How To Decrease The Carbon Footprint With The Foods You Eat

Different foods have different carbon footprints i.e. the amount of carbon they are responsible for emitting (usually during production)

This guide provides an outline of how it might be possible to decrease the total carbon footprint an individual’s diet, by identifying the foods with the highest and lowest carbon footprints.

This guide is a complementary guide to this guide, which outlines the individual CO2e of individual foods and food groups – Foods With The Highest Carbon Footprint & Impact On Climate Change


(*Note – this guide contains general information only. It is not expert advice or a professional opinion. See a professional before making decisions or changes with your health or diet.)


Summary – How To Decrease The Carbon Footprint With The Foods You Eat

CO2 Kilos Equivalent (CO2e) is a measurement that combines all greenhouse gases into on number or unit (as each GHG has different GWP potential)

When talking about CO2 Kilos Equivalent (CO2e) produced per kilo of food, the following trends might apply:

Eliminate, Or Reduce – meats (mainly lamb and beef), seafood, dairy (although some milks might not be as bad), and highly processed or refined sugar type foods

Substitute With, Or Increase – vegetables and pulses, fruits, rice, nuts, and a diet with more plant based foods (you could also substitute beef and lamb with chicken or tuna and you’d still theoretically be decreasing your carbon footprint overall)


What is not clear is the carbon emissions per unit of calories, protein, and fat for the above foods. So, we know CO2 equivalent for the weight of the food, but not the nutritional data.


This is a very simplistic way of looking at it though (even though the above summary does take into account production, all the way up to eating the food, or it going to waste – the full lifecycle of the food)

There are many other factors to consider in a food diet other than just the carbon footprint (and the carbon footprint of the same food can differ depending on how you measure it, or depending on other variables). You have to consider how much water the food takes to produce, how much land, the % of food waste of the different types of food, and more.

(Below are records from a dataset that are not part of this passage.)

//! Configuration types for the HTTP service
//!
//! Every section carries serde defaults, so an empty configuration source
//! yields a runnable service. [`ServiceConfig::validate`] rejects values that
//! would only fail later at runtime.

use crate::errors::ConfigError;
use axum::http::HeaderName;
use gitglide_core::registrar::{DEFAULT_RECEIVER_PATH, DEFAULT_TRACKED_EVENTS};
use gitglide_core::upstream::{DEFAULT_JULES_API_URL, DEFAULT_VERCEL_API_URL};
use gitglide_core::{ReceiverSettings, RegistrarSettings, UpstreamConfig, WorkflowSettings};
use serde::{Deserialize, Serialize};
use std::path::PathBuf;
use std::time::Duration;
use url::Url;

/// Header carrying the platform's `sha1=<hex>` delivery signature
pub const DEFAULT_SIGNATURE_HEADER: &str = "x-vercel-signature";

/// Header carrying the user id established by the identity provider
pub const DEFAULT_USER_HEADER: &str = "x-authenticated-user";

/// Service configuration
#[derive(Debug, Clone, Serialize, Deserialize, Default)]
#[serde(default)]
pub struct ServiceConfig {
    /// HTTP server settings
    pub server: ServerConfig,

    /// Upstream platform endpoints
    pub upstream: UpstreamSettings,

    /// Webhook registration and delivery settings
    pub autofix: AutofixConfig,

    /// Remediation worker settings
    pub workflow: WorkflowConfig,

    /// Persistence settings
    pub storage: StorageConfig,

    /// Caller identity settings
    pub auth: AuthConfig,

    /// Logging configuration
    pub logging: LoggingConfig,
}

impl ServiceConfig {
    /// Reject configuration that cannot produce a working service
    pub fn validate(&self) -> Result<(), ConfigError> {
        if self.server.port == 0 {
            return Err(ConfigError::invalid("server.port", "must not be 0"));
        }
        if self.server.timeout_seconds == 0 {
            return Err(ConfigError::invalid(
                "server.timeout_seconds",
                "must be greater than 0",
            ));
        }
        if self.upstream.timeout_seconds == 0 {
            return Err(ConfigError::invalid(
                "upstream.timeout_seconds",
                "must be greater than 0",
            ));
        }
        validate_http_url("upstream.vercel_api_url", &self.upstream.vercel_api_url)?;
        validate_http_url("upstream.jules_api_url", &self.upstream.jules_api_url)?;

        if let Some(base) = &self.autofix.public_base_url {
            validate_http_url("autofix.public_base_url", base)?;
        }
        if !self.autofix.receiver_path.starts_with('/') {
            return Err(ConfigError::invalid(
                "autofix.receiver_path",
                "must start with '/'",
            ));
        }
        if self.autofix.tracked_events.is_empty() {
            return Err(ConfigError::invalid(
                "autofix.tracked_events",
                "at least one event type is required",
            ));
        }
        validate_header_name("autofix.signature_header", &self.autofix.signature_header)?;
        validate_header_name("auth.user_header", &self.auth.user_header)?;

        if self.workflow.worker_concurrency == 0 {
            return Err(ConfigError::invalid(
                "workflow.worker_concurrency",
                "must be greater than 0",
            ));
        }
        if self.workflow.stale_after_seconds == 0 {
            return Err(ConfigError::invalid(
                "workflow.stale_after_seconds",
                "must be greater than 0",
            ));
        }
        if self.workflow.sweep_interval_seconds == 0 {
            return Err(ConfigError::invalid(
                "workflow.sweep_interval_seconds",
                "must be greater than 0",
            ));
        }

        Ok(())
    }

    /// Settings for the Vercel and Jules clients
    pub fn upstream_config(&self) -> UpstreamConfig {
        UpstreamConfig {
            vercel_api_url: self.upstream.vercel_api_url.clone(),
            jules_api_url: self.upstream.jules_api_url.clone(),
            timeout: Duration::from_secs(self.upstream.timeout_seconds),
            ..UpstreamConfig::default()
        }
    }

    pub fn registrar_settings(&self) -> RegistrarSettings {
        RegistrarSettings {
            public_base_url: self.autofix.public_base_url.clone(),
            receiver_path: self.autofix.receiver_path.clone(),
            tracked_events: self.autofix.tracked_events.clone(),
        }
    }

    pub fn receiver_settings(&self) -> ReceiverSettings {
        ReceiverSettings {
            tracked_events: self.autofix.tracked_events.clone(),
        }
    }

    pub fn workflow_settings(&self) -> WorkflowSettings {
        WorkflowSettings {
            skip_duplicate_deployments: self.workflow.skip_duplicate_deployments,
        }
    }
}

fn validate_http_url(key: &str, value: &str) -> Result<(), ConfigError> {
    let url = Url::parse(value).map_err(|e| ConfigError::invalid(key, e.to_string()))?;
    match url.scheme() {
        "http" | "https" => Ok(()),
        other => Err(ConfigError::invalid(
            key,
            format!("scheme '{}' is not http or https", other),
        )),
    }
}

fn validate_header_name(key: &str, value: &str) -> Result<(), ConfigError> {
    HeaderName::from_bytes(value.as_bytes())
        .map(|_| ())
        .map_err(|_| ConfigError::invalid(key, format!("'{}' is not a valid header name", value)))
}

/// HTTP server configuration
#[derive(Debug, Clone, Serialize, Deserialize)]
#[serde(default)]
pub struct ServerConfig {
    /// Host to bind to
    pub host: String,

    /// Port to listen on
    pub port: u16,

    /// Request timeout in seconds
    pub timeout_seconds: u64,

    /// Graceful shutdown timeout in seconds
    pub shutdown_timeout_seconds: u64,

    /// Maximum request size in bytes
    pub max_body_size: usize,

    /// Enable CORS
    pub enable_cors: bool,
}

impl Default for ServerConfig {
    fn default() -> Self {
        Self {
            host: "0.0.0.0".to_string(),
            port: 8080,
            timeout_seconds: 30,
            shutdown_timeout_seconds: 30,
            max_body_size: 1024 * 1024, // 1MB
            enable_cors: true,
        }
    }
}

/// Upstream platform endpoints
#[derive(Debug, Clone, Serialize, Deserialize)]
#[serde(default)]
pub struct UpstreamSettings {
    pub vercel_api_url: String,
    pub jules_api_url: String,

    /// Bound on every outbound call
    pub timeout_seconds: u64,
}

impl Default for UpstreamSettings {
    fn default() -> Self {
        Self {
            vercel_api_url: DEFAULT_VERCEL_API_URL.to_string(),
            jules_api_url: DEFAULT_JULES_API_URL.to_string(),
            timeout_seconds: 10,
        }
    }
}

/// Webhook registration and delivery settings
#[derive(Debug, Clone, Serialize, Deserialize)]
#[serde(default)]
pub struct AutofixConfig {
    /// Public base URL the platform delivers to; required to enable auto-fix
    pub public_base_url: Option<String>,

    /// Route of the inbound webhook endpoint
    pub receiver_path: String,

    /// Event types that trigger remediation
    pub tracked_events: Vec<String>,

    /// Header carrying the delivery signature
    pub signature_header: String,
}

impl Default for AutofixConfig {
    fn default() -> Self {
        Self {
            public_base_url: None,
            receiver_path: DEFAULT_RECEIVER_PATH.to_string(),
            tracked_events: DEFAULT_TRACKED_EVENTS.iter().map(|e| e.to_string()).collect(),
            signature_header: DEFAULT_SIGNATURE_HEADER.to_string(),
        }
    }
}

/// Remediation worker settings
#[derive(Debug, Clone, Serialize, Deserialize)]
#[serde(default)]
pub struct WorkflowConfig {
    /// Maximum number of workflows running at once
    pub worker_concurrency: usize,

    /// How long the worker waits on an empty queue before re-checking shutdown
    pub poll_timeout_seconds: u64,

    /// Age after which a `processing` row is considered abandoned
    pub stale_after_seconds: u64,

    /// How often the stale row sweeper runs
    pub sweep_interval_seconds: u64,

    /// Skip events whose deployment already has an active or successful run
    pub skip_duplicate_deployments: bool,
}

impl Default for WorkflowConfig {
    fn default() -> Self {
        Self {
            worker_concurrency: 4,
            poll_timeout_seconds: 5,
            stale_after_seconds: 900,
            sweep_interval_seconds: 60,
            skip_duplicate_deployments: false,
        }
    }
}

/// Persistence settings
#[derive(Debug, Clone, Serialize, Deserialize, Default)]
#[serde(default)]
pub struct StorageConfig {
    /// Directory for the JSON snapshot; state is kept in memory when unset
    pub data_dir: Option<PathBuf>,
}

/// Caller identity settings
#[derive(Debug, Clone, Serialize, Deserialize)]
#[serde(default)]
pub struct AuthConfig {
    /// Header set by the authenticating proxy
    pub user_header: String,
}

impl Default for AuthConfig {
    fn default() -> Self {
        Self {
            user_header: DEFAULT_USER_HEADER.to_string(),
        }
    }
}

/// Logging configuration
#[derive(Debug, Clone, Serialize, Deserialize)]
#[serde(default)]
pub struct LoggingConfig {
    /// Logging level
    pub level: String,

    /// Enable JSON structured logging
    pub json_format: bool,
}

impl Default for LoggingConfig {
    fn default() -> Self {
        Self {
            level: "info".to_string(),
            json_format: false,
        }
    }
}

#[cfg(test)]
#[path = "config_tests.rs"]
mod tests;
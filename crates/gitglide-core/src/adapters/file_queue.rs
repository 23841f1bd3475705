//! # File-Backed Event Queue
//!
//! [`EventQueue`] that persists its messages as a JSON snapshot at
//! `<data_dir>/gitglide-queue.json`. A publish returns only after the
//! snapshot holding the new message has been written, so an acknowledged
//! delivery survives a restart.
//!
//! Messages that were in flight when the process stopped are pending again
//! after [`FileBackedEventQueue::open`].

use super::memory_queue::{
    receive_within, DeadLetteredEvent, QueueSnapshot, QueueState, DEFAULT_QUEUE_CAPACITY,
};
use crate::event_queue::{
    BuildFailedEvent, EventQueue, MessageId, QueueError, QueuedEvent, ReceiptHandle,
};
use async_trait::async_trait;
use std::path::{Path, PathBuf};
use std::sync::Arc;
use std::time::Duration;
use tokio::fs;
use tokio::io::AsyncWriteExt;
use tokio::sync::{Mutex, Notify};
use tracing::{debug, info, instrument, warn};

/// Snapshot file name within the data directory
pub const QUEUE_FILE_NAME: &str = "gitglide-queue.json";

fn unavailable(context: &str, e: impl std::fmt::Display) -> QueueError {
    QueueError::Unavailable {
        message: format!("{}: {}", context, e),
    }
}

/// Queue persisting pending and dead-lettered messages to disk
#[derive(Clone)]
pub struct FileBackedEventQueue {
    snapshot_path: PathBuf,
    state: Arc<Mutex<QueueState>>,
    available: Arc<Notify>,
    capacity: usize,
}

impl FileBackedEventQueue {
    /// Open the queue, restoring messages from an existing snapshot
    ///
    /// # Errors
    ///
    /// Returns [`QueueError::Unavailable`] if the data directory cannot be
    /// created or the snapshot cannot be read or parsed.
    #[instrument]
    pub async fn open(data_dir: PathBuf) -> Result<Self, QueueError> {
        fs::create_dir_all(&data_dir)
            .await
            .map_err(|e| unavailable("failed to create queue directory", e))?;
        let snapshot_path = data_dir.join(QUEUE_FILE_NAME);

        let exists = fs::try_exists(&snapshot_path)
            .await
            .map_err(|e| unavailable("failed to inspect queue snapshot", e))?;
        let snapshot = if exists {
            let bytes = fs::read(&snapshot_path)
                .await
                .map_err(|e| unavailable("failed to read queue snapshot", e))?;
            serde_json::from_slice::<QueueSnapshot>(&bytes)
                .map_err(|e| unavailable("failed to parse queue snapshot", e))?
        } else {
            QueueSnapshot::default()
        };

        let restored = snapshot.pending_len();
        if restored > 0 {
            warn!(pending = restored, "Restored unprocessed events from previous run");
        }
        info!(path = %snapshot_path.display(), "File-backed queue opened");

        Ok(Self {
            snapshot_path,
            state: Arc::new(Mutex::new(QueueState::from_snapshot(snapshot))),
            available: Arc::new(Notify::new()),
            capacity: DEFAULT_QUEUE_CAPACITY,
        })
    }

    /// Bound the number of pending messages
    pub fn with_capacity(mut self, capacity: usize) -> Self {
        self.capacity = capacity;
        self
    }

    /// Location of the snapshot file
    pub fn snapshot_path(&self) -> &Path {
        &self.snapshot_path
    }

    /// Number of messages waiting to be received
    pub async fn pending_count(&self) -> usize {
        self.state.lock().await.pending_len()
    }

    /// Snapshot of dead-lettered messages
    pub async fn dead_letters(&self) -> Vec<DeadLetteredEvent> {
        self.state.lock().await.dead_letters()
    }

    async fn persist(&self, state: &QueueState) -> Result<(), QueueError> {
        let json = serde_json::to_vec_pretty(&state.snapshot())
            .map_err(|e| unavailable("failed to encode queue snapshot", e))?;

        let temp_path = self.snapshot_path.with_extension("tmp");
        let write = async {
            let mut file = fs::File::create(&temp_path).await?;
            file.write_all(&json).await?;
            file.sync_all().await?;
            drop(file);
            fs::rename(&temp_path, &self.snapshot_path).await
        };
        write
            .await
            .map_err(|e| unavailable("failed to write queue snapshot", e))?;

        debug!(bytes = json.len(), "Queue snapshot written");
        Ok(())
    }

    /// Apply a mutation under the lock and persist the result
    ///
    /// The in-memory state is rolled back if the snapshot cannot be written.
    async fn mutate<T>(
        &self,
        f: impl FnOnce(&mut QueueState) -> Result<T, QueueError>,
    ) -> Result<T, QueueError> {
        let mut state = self.state.lock().await;
        let previous = state.clone();

        let result = f(&mut state)?;
        if let Err(e) = self.persist(&state).await {
            *state = previous;
            return Err(e);
        }
        Ok(result)
    }
}

#[async_trait]
impl EventQueue for FileBackedEventQueue {
    async fn publish(&self, event: BuildFailedEvent) -> Result<MessageId, QueueError> {
        let capacity = self.capacity;
        let message_id = self.mutate(|s| s.push(capacity, event)).await?;

        self.available.notify_one();
        debug!(message_id = %message_id, "Event published");
        Ok(message_id)
    }

    async fn receive(&self, timeout: Duration) -> Result<Option<QueuedEvent>, QueueError> {
        Ok(receive_within(&self.available, timeout, || async {
            self.state.lock().await.take()
        })
        .await)
    }

    async fn complete(&self, receipt: &ReceiptHandle) -> Result<(), QueueError> {
        self.mutate(|s| s.complete(receipt)).await
    }

    async fn dead_letter(&self, receipt: &ReceiptHandle, reason: String) -> Result<(), QueueError> {
        self.mutate(|s| s.dead_letter(receipt, reason)).await
    }
}

#[cfg(test)]
#[path = "file_queue_tests.rs"]
mod tests;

Solely plant based diets are not perfect, do have their own drawbacks, and may not be healthy for some groups of people with certain nutritional requirements and health conditions.

Some vegetables and plant based foods such as asparagus or greenhouse grown tomatoes for example might have higher carbon footprints.

* A Note About Your Diet & Health – Always see a suitably qualified food or health professional before changing your diet, or the foods you are currently eating. This is general information only on this page, and is not advice or a recommendation of any kind


Food Groups With Higher Carbon Footprints

Animal meat (lamb, beef, pork, turkey, chicken), and seafood (farmed salmon, tuna). Although chicken for example tends to have a far lower carbon footprint than beef or lamb

Dairy – Cheese in particular


Greenhouse grown fruits (using electricity and natural gas for heating and lights)


Food Groups With Lower Water Footprints

Most Vegetables, Beans & Pulses





Some milks

Generally anything plant based


Notes On Food Carbon Footprint Variables

The carbon footprint given for any particular food will vary depending on where/how the food has been produced, what data has been used, and the final unit of measurement.

It does depend on the farming method used (for example field grown vs greenhouse enclosure grown), where the food is produced (country, state/province and specific farm) and other factors.

It also depends on which indicator you are measuring the food carbon footprint by:

  • Per serving
  • Per unit of weight (pounds, kilograms etc.)
  • Per calorie or kilocalorie
  • Per gram of protein
  • Per gram of fat
  • Per gram of carbohydrates
  • and more

Different foods have different nutritional profiles, which is a different consideration altogether from food weight or serving amount.

You also have to consider food waste – and vegetables, fruits and healthier foods tend to have a higher food waste rate at the consumer level (and therefore their carbon footprint increases when consumer level waste is taken into account).


Case Study On Lowering Food Environmental Footprint Through Diet

You can read a case study on lowering the environmental footprint in one person’s diet in the WRI resource in the resources list below 

The writer notes that 85 percent of the GHG emissions and 90 percent of the agricultural land use associated with the average American diet come from animal meat and dairy, and about half of the emissions and land use are from beef alone.

The land required for this food and the greenhouse gas emissions produced (for an average American diet) is nearly twice as high as the world average.

Shifting from beef to chicken, and cutting meat, dairy, fish and egg consumption by half – will decrease your environmental impact of your diet by 15%, and almost 50% respectively.

The author doesn’t mention though factors like how much food each person consumes in total, food waste, and so on.